Bird Photography

Female cardinal enjoying the winter sun

On the mornings when I have time, I like to start the day in my favorite chair with coffee and morning devotions. I can look to the right and view my bird station out the window. Birdwatching seems to be a hobby of older folks, not because we’re bored but because we have the time to enjoy the simple things in life. We may be retired or empty-nesters so we’re not changing diapers, chasing toddlers, monitoring homework or running to our children’s activities. We finally have time to explore and enjoy our hobbies.

Red Bellied Woodpecker

I have always loved birds and have fed them in our backyard for over 20 years.
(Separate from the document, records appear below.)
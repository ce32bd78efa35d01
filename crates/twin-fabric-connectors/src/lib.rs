// twin-fabric-connectors/src/lib.rs
// ============================================================================
// Module: Twin Fabric Connectors Library
// Description: Connector runtime fronting the twins with a policy gate.
// Purpose: Expose the adapter triplets, route table, receipts, and policy.
// Dependencies: regex, serde, serde_json, twin-fabric-config,
//               twin-fabric-core, twin-fabric-twins
// ============================================================================

//! ## Overview
//! Every connector-managed tool call becomes a typed request, passes the
//! policy gate, executes through the mode-selected adapter, and leaves a
//! redacted receipt, even when policy refuses it. The `sim` adapter calls
//! the twins through a weak reference (the router owns them); `replay`
//! memoizes by canonical request key; `live` is a shell that delegates to
//! sim and marks itself as simulated.

// ============================================================================
// SECTION: Modules
// ============================================================================

pub mod adapters;
pub mod models;
pub mod policy;
pub mod receipts;
pub mod redaction;
pub mod routes;
pub mod runtime;

// ============================================================================
// SECTION: Re-Exports
// ============================================================================

pub use adapters::AdapterTriplet;
pub use adapters::ConnectorAdapter;
pub use models::ConnectorReceipt;
pub use models::ConnectorRequest;
pub use models::ConnectorResult;
pub use models::OperationClass;
pub use models::PolicyAction;
pub use models::PolicyDecision;
pub use policy::DefaultPolicyGate;
pub use policy::PolicyGate;
pub use receipts::RECEIPTS_FILE_NAME;
pub use receipts::ReceiptLog;
pub use redaction::redact_text;
pub use redaction::redact_value;
pub use routes::ToolRoute;
pub use routes::route_for;
pub use runtime::ConnectorRuntime;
In the last 10 years or so the feeders are filled year round. But recently I’ve had time to really sit and watch the birds. Then I stumbled on the FeederWatch program with Cornell University. OK, why not? I watch them anyway so it seemed like a natural progression. I have loved every minute!!!! Not only is it enjoyable to feed, watch and count them but it’s a great photographic opportunity.

White Breasted Nuthatch and Dark Eyed Junco

In the past I was content to photograph the birds at the feeder but this winter I decided to change things up. Provide more photogenic opportunities for me and more options for the birds. Hank was kind enough to donate a shade table he used for his giant melons. We created what I now call my “bird table” with old logs and stumps from the woods. It took a little over a week before the birds used it, but they sure enjoy it now! We also found an old pine log that we secured to the ground on the other side of the feeder. The woodpeckers and nuthatches search for insects and the other birds perch on the top.
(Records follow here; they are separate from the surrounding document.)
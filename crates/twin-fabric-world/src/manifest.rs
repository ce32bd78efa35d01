// twin-fabric-world/src/manifest.rs
// ============================================================================
// Module: Scenario Manifest
// Description: Typed summaries of catalog scenarios.
// Purpose: Let hosts list worlds without materializing twin state.
// Dependencies: serde, crate::catalog, crate::scenario
// ============================================================================

//! ## Overview
//! A manifest is the shallow, listing-friendly view of a scenario: its type,
//! difficulty, expected step range, the tool families its seeds imply, and
//! entity counts.

// ============================================================================
// SECTION: Imports
// ============================================================================

use serde::Deserialize;
use serde::Serialize;
use serde_json::Value;

use twin_fabric_core::FabricError;

use crate::catalog::catalog_names;
use crate::catalog::get_catalog_scenario;
use crate::scenario::Scenario;

// ============================================================================
// SECTION: Manifest
// ============================================================================

/// Typed summary of a catalog scenario.
#[derive(Debug, Clone, Serialize, Deserialize)]
pub struct ScenarioManifest {
    /// Catalog name.
    pub name: String,
    /// Scenario type tag.
    pub scenario_type: String,
    /// Difficulty tag.
    pub difficulty: String,
    /// Expected minimum step count, when declared.
    pub expected_steps_min: Option<u64>,
    /// Expected maximum step count, when declared.
    pub expected_steps_max: Option<u64>,
    /// Tool families the seeded world implies.
    pub tool_families: Vec<String>,
    /// Sorted metadata tags.
    pub tags: Vec<String>,
    /// Seeded document count.
    pub docs_count: usize,
    /// Seeded ticket count.
    pub tickets_count: usize,
    /// Seeded identity user count.
    pub identity_users_count: usize,
    /// Seeded incident count.
    pub servicedesk_incidents_count: usize,
    /// Seeded request count.
    pub servicedesk_requests_count: usize,
}

/// Builds the manifest for one scenario.
#[must_use]
pub fn build_scenario_manifest(name: &str, scenario: &Scenario) -> ScenarioManifest {
    let metadata = &scenario.metadata;
    let (expected_min, expected_max) = expected_steps_range(metadata.get("expected_steps"));
    let mut tags: Vec<String> = metadata
        .get("tags")
        .and_then(Value::as_array)
        .map(|items| {
            items
                .iter()
                .filter_map(Value::as_str)
                .map(ToString::to_string)
                .collect()
        })
        .unwrap_or_default();
    tags.sort();
    tags.dedup();

    ScenarioManifest {
        name: name.trim().to_lowercase(),
        scenario_type: metadata
            .get("scenario_type")
            .and_then(Value::as_str)
            .unwrap_or("core")
            .to_string(),
        difficulty: metadata
            .get("difficulty")
            .and_then(Value::as_str)
            .unwrap_or("standard")
            .to_string(),
        expected_steps_min: expected_min,
        expected_steps_max: expected_max,
        tool_families: infer_tool_families(scenario),
        tags,
        docs_count: scenario.documents.len(),
        tickets_count: scenario.tickets.len(),
        identity_users_count: scenario.identity_users.len(),
        servicedesk_incidents_count: scenario.service_incidents.len(),
        servicedesk_requests_count: scenario.service_requests.len(),
    }
}

/// Looks up a catalog scenario and builds its manifest.
///
/// # Errors
///
/// Returns `world.unknown_catalog` for names outside the catalog.
pub fn get_scenario_manifest(name: &str) -> Result<ScenarioManifest, FabricError> {
    let scenario = get_catalog_scenario(name)?;
    Ok(build_scenario_manifest(name, &scenario))
}

/// Manifests for every catalog scenario, sorted by name.
#[must_use]
pub fn list_scenario_manifests() -> Vec<ScenarioManifest> {
    let mut manifests: Vec<ScenarioManifest> = catalog_names()
        .into_iter()
        .filter_map(|name| get_scenario_manifest(name).ok())
        .collect();
    manifests.sort_by(|a, b| a.name.cmp(&b.name));
    manifests
}

// ============================================================================
// SECTION: Helpers
// ============================================================================

/// Parses `expected_steps: [lo, hi]` metadata.
fn expected_steps_range(raw: Option<&Value>) -> (Option<u64>, Option<u64>) {
    if let Some(Value::Array(items)) = raw
        && items.len() == 2
        && let (Some(lo), Some(hi)) = (items[0].as_u64(), items[1].as_u64())
    {
        return (Some(lo), Some(hi));
    }
    (None, None)
}

/// Infers the tool families a seeded world exercises.
fn infer_tool_families(scenario: &Scenario) -> Vec<String> {
    let mut families = Vec::new();
    let mut add = |family: &str, present: bool| {
        if present {
            families.push(family.to_string());
        }
    };
    add(
        "slack",
        !scenario.slack_channels.is_empty() || scenario.slack_initial_message.is_some(),
    );
    add(
        "mail",
        !scenario.vendors.is_empty() || !scenario.vendor_reply_variants.is_empty(),
    );
    add("browser", !scenario.browser_nodes.is_empty());
    add("docs", !scenario.documents.is_empty());
    add("calendar", !scenario.calendar_events.is_empty());
    add("tickets", !scenario.tickets.is_empty());
    add("db", !scenario.database_tables.is_empty());
    add(
        "okta",
        !scenario.identity_users.is_empty()
            || !scenario.identity_groups.is_empty()
            || !scenario.identity_applications.is_empty(),
    );
    add(
        "servicedesk",
        !scenario.service_incidents.is_empty() || !scenario.service_requests.is_empty(),
    );
    families.sort();
    families
}

// ============================================================================
// SECTION: Tests
// ============================================================================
Carolina Chickadee and Female Cardinal

Female Goldfinch, Downy Woodpecker (bottom), White Breasted Nuthatch (top) and White Throated Sparrow

I was strategic in the placement of the bird feeders and table. My sightline from the house and the angle of the sun were the largest factors. I also considered the birds access to the bushes and woods so they could flee predators since we have eagles and hawks in the area. Easy access for me to fill the feeders and water was a smaller consideration though when the weather warms up I’ll start bringing the feeders in at night to keep the bear(s) from destroying them. The below image is the view of the bird station from my window.

bird feeding station

Here is my set-up inside and the bird station outside looking back at the house. I’m using the lower window to view and I removed the grills to eliminate obstruction.
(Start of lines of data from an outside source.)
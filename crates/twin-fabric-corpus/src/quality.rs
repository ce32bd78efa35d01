// twin-fabric-corpus/src/quality.rs
// ============================================================================
// Module: Corpus Quality Filter
// Description: Fingerprint, novelty, realism, and runnability gate.
// Purpose: Keep only distinct, realistic, statically runnable workflows.
// Dependencies: serde, serde_json, twin-fabric-core, twin-fabric-workflow
// ============================================================================

//! ## Overview
//! Each workflow is scored on four axes: a canonical-JSON fingerprint (the
//! spec minus its `scenario_seed` metadata), structural novelty (one over
//! the occurrences of its per-step service sequence), a weighted realism
//! rubric in `[0, 1]`, and binary static runnability. A workflow is
//! accepted iff its fingerprint is unseen, realism clears the threshold,
//! runnability is 1, and novelty is at least 0.2.

// ============================================================================
// SECTION: Imports
// ============================================================================

use std::collections::BTreeMap;
use std::collections::BTreeSet;

use serde::Deserialize;
use serde::Serialize;
use serde_json::Value;

use twin_fabric_core::hash_canonical_json;
use twin_fabric_workflow::compile_workflow;
use twin_fabric_workflow::static_validate_workflow;

use crate::models::GeneratedWorkflowSpec;

/// Default realism acceptance threshold.
pub const DEFAULT_REALISM_THRESHOLD: f64 = 0.55;

/// Minimum structural novelty for acceptance.
const NOVELTY_FLOOR: f64 = 0.2;

// ============================================================================
// SECTION: Scores
// ============================================================================

/// Quality verdict for one workflow.
#[derive(Debug, Clone, Serialize, Deserialize)]
pub struct WorkflowQualityScore {
    /// Scenario id.
    pub scenario_id: String,
    /// Canonical fingerprint.
    pub fingerprint: String,
    /// Realism rubric score in `[0, 1]`.
    pub realism_score: f64,
    /// Structural novelty in `(0, 1]`.
    pub novelty_score: f64,
    /// Static runnability: 1.0 or 0.0.
    pub runnability_score: f64,
    /// Whether the workflow was accepted.
    pub accepted: bool,
    /// Rejection reasons, empty when accepted.
    pub reasons: Vec<String>,
}

/// Filter outcome over a workflow collection.
#[derive(Debug, Clone, Default, Serialize, Deserialize)]
pub struct QualityReport {
    /// Accepted workflows in input order.
    pub accepted: Vec<WorkflowQualityScore>,
    /// Rejected workflows in input order.
    pub rejected: Vec<WorkflowQualityScore>,
}

// ============================================================================
// SECTION: Filter
// ============================================================================

/// Scores and filters a workflow collection.
#[must_use]
pub fn filter_workflow_corpus(
    workflows: &[GeneratedWorkflowSpec],
    realism_threshold: f64,
) -> QualityReport {
    let mut seen_fingerprints: BTreeSet<String> = BTreeSet::new();
    let mut structure_counter: BTreeMap<String, u64> = BTreeMap::new();
    let mut report = QualityReport::default();

    for workflow in workflows {
        let fingerprint = workflow_fingerprint(&workflow.spec);
        let structure = structure_key(&workflow.spec);
        let occurrences = structure_counter.entry(structure).or_insert(0);
        *occurrences += 1;
        let novelty = 1.0 / (*occurrences as f64);
        let realism = realism_score(&workflow.spec);
        let runnability = runnability_score(&workflow.spec);

        let mut reasons = Vec::new();
        if seen_fingerprints.contains(&fingerprint) {
            reasons.push("duplicate_fingerprint".to_string());
        }
        if realism < realism_threshold {
            reasons.push(format!("realism_below_threshold:{realism:.3}"));
        }
        if runnability < 1.0 {
            reasons.push("static_runnability_failed".to_string());
        }
        if novelty < NOVELTY_FLOOR {
            reasons.push(format!("low_structural_novelty:{novelty:.3}"));
        }

        let accepted = reasons.is_empty();
        let score = WorkflowQualityScore {
            scenario_id: workflow.scenario_id.clone(),
            fingerprint: fingerprint.clone(),
            realism_score: realism,
            novelty_score: novelty,
            runnability_score: runnability,
            accepted,
            reasons,
        };
        if accepted {
            seen_fingerprints.insert(fingerprint);
            report.accepted.push(score);
        } else {
            report.rejected.push(score);
        }
    }
    report
}

// ============================================================================
// SECTION: Axes
// ============================================================================

/// SHA-256 over the canonical spec minus its `scenario_seed` metadata.
#[must_use]
pub fn workflow_fingerprint(spec: &Value) -> String {
    let normalized = normalized_spec(spec);
    hash_canonical_json(&normalized).unwrap_or_default()
}

/// Weighted realism rubric over objective, step count, service breadth,
/// approvals, and constraints.
#[must_use]
pub fn realism_score(spec: &Value) -> f64 {
    let mut score: f64 = 0.0;
    let has_objective = spec["objective"]["statement"]
        .as_str()
        .is_some_and(|statement| !statement.is_empty());
    if has_objective {
        score += 0.2;
    }

    if let Some(steps) = spec["steps"].as_array() {
        let count = steps.len();
        if (4..=12).contains(&count) {
            score += 0.2;
        } else if count >= 3 {
            score += 0.1;
        }
        let services: BTreeSet<String> = steps
            .iter()
            .filter_map(|step| step["tool"].as_str())
            .map(tool_service)
            .filter(|service| !service.is_empty())
            .collect();
        score += (0.1 * services.len() as f64).min(0.3);
        let has = |name: &str| services.contains(name);
        if has("browser") && has("mail") && has("slack") {
            score += 0.15;
        }
        if has("tickets") || has("docs") {
            score += 0.1;
        }
        for bonus in ["db", "crm", "erp", "okta", "servicedesk"] {
            if has(bonus) {
                score += 0.05;
            }
        }
        if has("okta") && has("servicedesk") {
            score += 0.05;
        }
    }

    if spec["approvals"].as_array().is_some_and(|a| !a.is_empty()) {
        score += 0.05;
    }
    if spec["constraints"].as_array().is_some_and(|c| !c.is_empty()) {
        score += 0.05;
    }
    score.clamp(0.0, 1.0)
}

/// Binary static runnability via compile + static validation.
#[must_use]
pub fn runnability_score(spec: &Value) -> f64 {
    match compile_workflow(spec) {
        Ok(compiled) => {
            if static_validate_workflow(&compiled, None).ok {
                1.0
            } else {
                0.0
            }
        }
        Err(_) => 0.0,
    }
}

/// Pipe-joined per-step service families.
fn structure_key(spec: &Value) -> String {
    match spec["steps"].as_array() {
        Some(steps) => steps
            .iter()
            .filter_map(|step| step["tool"].as_str())
            .map(tool_service)
            .collect::<Vec<String>>()
            .join("|"),
        None => "none".to_string(),
    }
}

/// Maps a tool name (alias prefixes included) onto its service family.
fn tool_service(tool: &str) -> String {
    let Some((service, _)) = tool.split_once('.') else {
        return String::new();
    };
    match service {
        "salesforce" | "hubspot" => "crm".to_string(),
        "xero" | "netsuite" | "dynamics" | "quickbooks" => "erp".to_string(),
        other => other.to_string(),
    }
}

/// Drops `metadata.scenario_seed` from the spec before hashing.
fn normalized_spec(spec: &Value) -> Value {
    let mut normalized = spec.clone();
    if let Some(metadata) = normalized
        .as_object_mut()
        .and_then(|object| object.get_mut("metadata"))
        .and_then(Value::as_object_mut)
    {
        metadata.remove("scenario_seed");
    }
    normalized
}

// ============================================================================
// SECTION: Tests
// ============================================================================

#[cfg(test)]
mod tests {
    //! Test-only lint relaxations for panic-based assertions.
    #![allow(
        clippy::panic,
        clippy::unwrap_used,
        clippy::expect_used,
        reason = "Test-only output and panic-based assertions are permitted."
    )]

    use serde_json::json;

    use crate::generator::GeneratorOptions;
    use crate::generator::generate_corpus;

    use super::*;

    #[test]
    fn duplicate_fingerprints_reject_exactly_one_entry() {
        let bundle = generate_corpus(123, 1, 2, &GeneratorOptions::default());
        let original = bundle.workflows[0].clone();
        let duplicate = GeneratedWorkflowSpec {
            scenario_id: "DUP-1".to_string(),
            env_id: original.env_id.clone(),
            seed: 999,
            spec: original.spec.clone(),
        };
        let report =
            filter_workflow_corpus(&[original, duplicate], DEFAULT_REALISM_THRESHOLD);
        assert_eq!(report.accepted.len(), 1);
        assert_eq!(report.rejected.len(), 1);
        assert!(
            report.rejected[0]
                .reasons
                .contains(&"duplicate_fingerprint".to_string())
        );
    }

    #[test]
    fn fingerprint_ignores_the_scenario_seed() {
        let bundle = generate_corpus(5, 1, 1, &GeneratorOptions::default());
        let spec = &bundle.workflows[0].spec;
        let mut reseeded = spec.clone();
        reseeded["metadata"]["scenario_seed"] = json!(999_999);
        assert_eq!(workflow_fingerprint(spec), workflow_fingerprint(&reseeded));

        let mut renamed = spec.clone();
        renamed["name"] = json!("other-name");
        assert_ne!(workflow_fingerprint(spec), workflow_fingerprint(&renamed));
    }

    #[test]
    fn accepted_fingerprints_are_pairwise_distinct() {
        let bundle = generate_corpus(42, 2, 7, &GeneratorOptions::default());
        let report = filter_workflow_corpus(&bundle.workflows, 0.0);
        let mut fingerprints: Vec<&str> = report
            .accepted
            .iter()
            .map(|score| score.fingerprint.as_str())
            .collect();
        let total = fingerprints.len();
        fingerprints.sort_unstable();
        fingerprints.dedup();
        assert_eq!(fingerprints.len(), total);
    }

    #[test]
    fn generated_workflows_clear_the_default_realism_bar() {
        let bundle = generate_corpus(7, 1, 7, &GeneratorOptions::default());
        for workflow in &bundle.workflows {
            let realism = realism_score(&workflow.spec);
            assert!(
                realism >= DEFAULT_REALISM_THRESHOLD,
                "{}: {realism}",
                workflow.scenario_id
            );
            assert!(
                (runnability_score(&workflow.spec) - 1.0).abs() < f64::EPSILON,
                "{}",
                workflow.scenario_id
            );
        }
    }

    #[test]
    fn repeated_structures_lose_novelty() {
        let bundle = generate_corpus(11, 1, 7, &GeneratorOptions::default());
        // Repeat the same workflow structure eight times: by the sixth copy
        // novelty falls below the floor.
        let copies: Vec<GeneratedWorkflowSpec> = (0..8)
            .map(|n| {
                let mut workflow = bundle.workflows[0].clone();
                workflow.scenario_id = format!("COPY-{n}");
                workflow.spec["name"] = json!(format!("COPY-{n}"));
                workflow
            })
            .collect();
        let report = filter_workflow_corpus(&copies, 0.0);
        assert!(
            report
                .rejected
                .iter()
                .any(|score| score.reasons.iter().any(|r| r.starts_with("low_structural_novelty")))
        );
    }

    #[test]
    fn unrunnable_specs_are_rejected() {
        let spec = json!({
            "name": "broken",
            "objective": {"statement": "x"},
            "world": {"catalog": "does-not-exist"},
            "steps": [],
        });
        assert!((runnability_score(&spec) - 0.0).abs() < f64::EPSILON);
    }
}
// twin-fabric-core/src/context.rs
// ============================================================================
// Module: Twin Call Context
// Description: Per-call handle granting twins clock reads, RNG draws, and
//              deferred scheduling.
// Purpose: Keep twins free of direct bus or RNG ownership.
// Dependencies: serde_json
// ============================================================================

//! ## Overview
//! Twins never hold the bus or the session RNG. Each call or delivery gets a
//! [`TwinContext`] carrying the frozen logical time, a borrow of the session
//! RNG, and a buffer of schedule requests the router applies to the bus after
//! the handler returns. Deferring the schedule writes is what lets the bus
//! snapshot-drain without reentrancy.

// ============================================================================
// SECTION: Imports
// ============================================================================

use serde_json::Value;

use crate::rng::DeterministicRng;

// ============================================================================
// SECTION: Schedule Request
// ============================================================================

/// A deferred `schedule` call produced by a twin handler.
#[derive(Debug, Clone)]
pub struct ScheduleRequest {
    /// Delay relative to the clock at apply time.
    pub dt_ms: u64,
    /// Delivery target twin.
    pub target: String,
    /// Delivery payload.
    pub payload: Value,
}

// ============================================================================
// SECTION: Twin Context
// ============================================================================

/// Per-call capability handle passed into twin handlers.
#[derive(Debug)]
pub struct TwinContext<'a> {
    /// Logical time at which the call executes.
    pub now_ms: u64,
    /// Borrow of the session RNG.
    rng: &'a mut DeterministicRng,
    /// Deferred schedule requests.
    scheduled: Vec<ScheduleRequest>,
}

impl<'a> TwinContext<'a> {
    /// Creates a context for one handler invocation.
    #[must_use]
    pub fn new(now_ms: u64, rng: &'a mut DeterministicRng) -> Self {
        Self {
            now_ms,
            rng,
            scheduled: Vec::new(),
        }
    }

    /// Queues a bus schedule to be applied after the handler returns.
    pub fn schedule(&mut self, dt_ms: u64, target: impl Into<String>, payload: Value) {
        self.scheduled.push(ScheduleRequest {
            dt_ms,
            target: target.into(),
            payload,
        });
    }

    /// Draws a float uniformly from `[0, 1)`.
    pub fn next_f64(&mut self) -> f64 {
        self.rng.next_f64()
    }

    /// Draws an integer uniformly from `[lo, hi]` inclusive.
    pub fn range_u64(&mut self, lo: u64, hi: u64) -> u64 {
        self.rng.range_u64(lo, hi)
    }

    /// Takes the deferred schedule requests, leaving the buffer empty.
    pub fn take_scheduled(&mut self) -> Vec<ScheduleRequest> {
        std::mem::take(&mut self.scheduled)
    }
}

// ============================================================================
// SECTION: Tests
// ============================================================================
By counting the birds by species for the FeederWatch program I’ve identified all the birds that frequent our feeder. I know what species to expect in the morning or evening. I realize the cardinal likes to “hog” the feeder…..just sit there. The red-bellied woodpecker is one of the first I see in the morning and the cardinals always close out the buffet in the evening. The purple finches run each other off the feeder, the dark-eyed juncos and white-throated sparrows are typically ground feeders along with the morning dove. The nuthatch likes to be upside down and the chickadee and tufted titmouse usually feed solo! I’ve really enjoyed watching & photographing the birds this winter and look forward to seeing them and their babies this summer.

Male Cardinal

Male cardinal taking off from perch

White Breasted Nuthatch and Male Cardinal

The squirrels get fed too, which helps to keep them off of the bird feeders. I use unsalted peanuts in the shell for the squirrels but have noticed that the tufted titmouse and nuthatch enjoy them also.

squirrel climbing pole in rain

If you enjoy feeding or just watching the birds I’d love to hear about it in the comments below!

Photograph what brings you Joy!

  1. Dawn says:

    The feeding station has definitely worked out nicely.

  2. Joy says:

    Luv, Luv your photos 📸

  3. Connie Taylor says:

    I love all of your birds! I had several bird feeders when I lived at the home place in Delano, and would spend hours in my comfy swing watching them. It’s cool how the same birds always come back!